*** Records ***

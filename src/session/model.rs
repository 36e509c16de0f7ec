//! Session state

use crate::error::{Error, Result};
use crate::pdf::{EditValue, Field};
use crate::session::ledger::EditLedger;
use chrono::{DateTime, Utc};
use schemars::JsonSchema;
use serde::Serialize;
use std::collections::BTreeMap;

/// Longest accepted session id
pub const MAX_SESSION_ID_LEN: usize = 128;

/// Session ids name files on disk, so only `[A-Za-z0-9_-]` is accepted.
pub fn validate_session_id(session_id: &str) -> Result<()> {
    let valid = !session_id.is_empty()
        && session_id.len() <= MAX_SESSION_ID_LEN
        && session_id
            .chars()
            .all(|c| c.is_ascii_alphanumeric() || c == '_' || c == '-');

    if valid {
        Ok(())
    } else {
        Err(Error::InvalidSessionId {
            session_id: session_id.to_string(),
        })
    }
}

/// One user's form-filling state
#[derive(Debug, Clone)]
pub struct Session {
    pub session_id: String,
    /// Path the current document was loaded from
    pub pdf_path: Option<String>,
    /// Where commits are written when no explicit path is given
    pub output_path: Option<String>,
    /// Current detection result
    pub fields: Vec<Field>,
    pub ledger: EditLedger,
    /// First document this session saw
    pub original_pdf: Option<Vec<u8>>,
    /// Latest committed rendering
    pub current_pdf: Option<Vec<u8>>,
    pub is_continuation: bool,
    pub created_at: DateTime<Utc>,
    pub updated_at: DateTime<Utc>,
    /// Document the field tools operate on; advanced by each commit
    document: Option<Vec<u8>>,
}

impl Session {
    pub fn new(session_id: impl Into<String>) -> Self {
        let now = Utc::now();
        Self {
            session_id: session_id.into(),
            pdf_path: None,
            output_path: None,
            fields: Vec::new(),
            ledger: EditLedger::new(),
            original_pdf: None,
            current_pdf: None,
            is_continuation: false,
            created_at: now,
            updated_at: now,
            document: None,
        }
    }

    /// Session with a fresh random id
    pub fn generate() -> Self {
        Self::new(uuid::Uuid::new_v4().to_string())
    }

    /// Forget everything but the id (fresh turn)
    pub fn reset(&mut self) {
        self.pdf_path = None;
        self.output_path = None;
        self.fields.clear();
        self.ledger = EditLedger::new();
        self.original_pdf = None;
        self.current_pdf = None;
        self.is_continuation = false;
        self.document = None;
    }

    /// Drop staged edits only (continuation turn)
    pub fn soft_reset(&mut self) {
        self.ledger.clear_pending();
    }

    /// Prepare for a new turn of the agent
    pub fn begin_turn(
        &mut self,
        is_continuation: bool,
        previous_edits: Option<BTreeMap<String, EditValue>>,
        original_pdf: Option<Vec<u8>>,
    ) {
        if is_continuation {
            self.soft_reset();
            if let Some(edits) = previous_edits.filter(|e| !e.is_empty()) {
                self.ledger.replace_applied(edits);
            }
        } else {
            self.reset();
            if original_pdf.is_some() {
                self.original_pdf = original_pdf;
            }
        }
        self.is_continuation = is_continuation;
    }

    /// Install a freshly loaded document and its detection result
    pub fn load_document(&mut self, path: String, data: Vec<u8>, fields: Vec<Field>) {
        self.fields = fields;
        self.ledger.clear_pending();
        if !self.is_continuation {
            self.ledger.clear_applied();
        }
        if self.original_pdf.is_none() {
            self.original_pdf = Some(data.clone());
        }
        self.pdf_path = Some(path);
        self.document = Some(data);
    }

    /// Advance the working document after a successful serialization
    pub fn commit_document(&mut self, data: Vec<u8>) {
        self.current_pdf = Some(data.clone());
        self.document = Some(data);
    }

    pub fn is_loaded(&self) -> bool {
        self.document.is_some()
    }

    /// Working document, or `NoDocumentLoaded`
    pub fn document(&self) -> Result<&[u8]> {
        self.document.as_deref().ok_or(Error::NoDocumentLoaded)
    }

    pub fn field(&self, field_id: &str) -> Option<&Field> {
        self.fields.iter().find(|f| f.field_id == field_id)
    }

    /// Applied value if present, else the value seen at detection
    pub fn current_value(&self, field: &Field) -> Option<EditValue> {
        self.ledger
            .applied_value(&field.field_id)
            .cloned()
            .or_else(|| field.current_value.clone().map(EditValue::Text))
    }

    pub fn info(&self) -> SessionInfo {
        SessionInfo {
            session_id: self.session_id.clone(),
            pdf_path: self.pdf_path.clone(),
            output_path: self.output_path.clone(),
            has_pdf: self.current_pdf.is_some(),
            has_original_pdf: self.original_pdf.is_some(),
            document_loaded: self.is_loaded(),
            field_count: self.fields.len(),
            pending_count: self.ledger.pending().len(),
            applied_count: self.ledger.applied().len(),
            created_at: self.created_at.to_rfc3339(),
            updated_at: self.updated_at.to_rfc3339(),
        }
    }
}

/// Session metadata exposed to callers
#[derive(Debug, Clone, PartialEq, Serialize, JsonSchema)]
pub struct SessionInfo {
    pub session_id: String,
    #[serde(skip_serializing_if = "Option::is_none")]
    pub pdf_path: Option<String>,
    #[serde(skip_serializing_if = "Option::is_none")]
    pub output_path: Option<String>,
    /// A filled rendering is available
    pub has_pdf: bool,
    pub has_original_pdf: bool,
    /// Field tools can run without another load_pdf
    pub document_loaded: bool,
    pub field_count: usize,
    pub pending_count: usize,
    pub applied_count: usize,
    pub created_at: String,
    pub updated_at: String,
}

*** End of Records ***

> _Action item_:
Look through the data above and report every line in which "crate" appears.

> _Expected output_:
use crate::error::{Error, Result};
use crate::pdf::{EditValue, Field};
use crate::session::ledger::EditLedger;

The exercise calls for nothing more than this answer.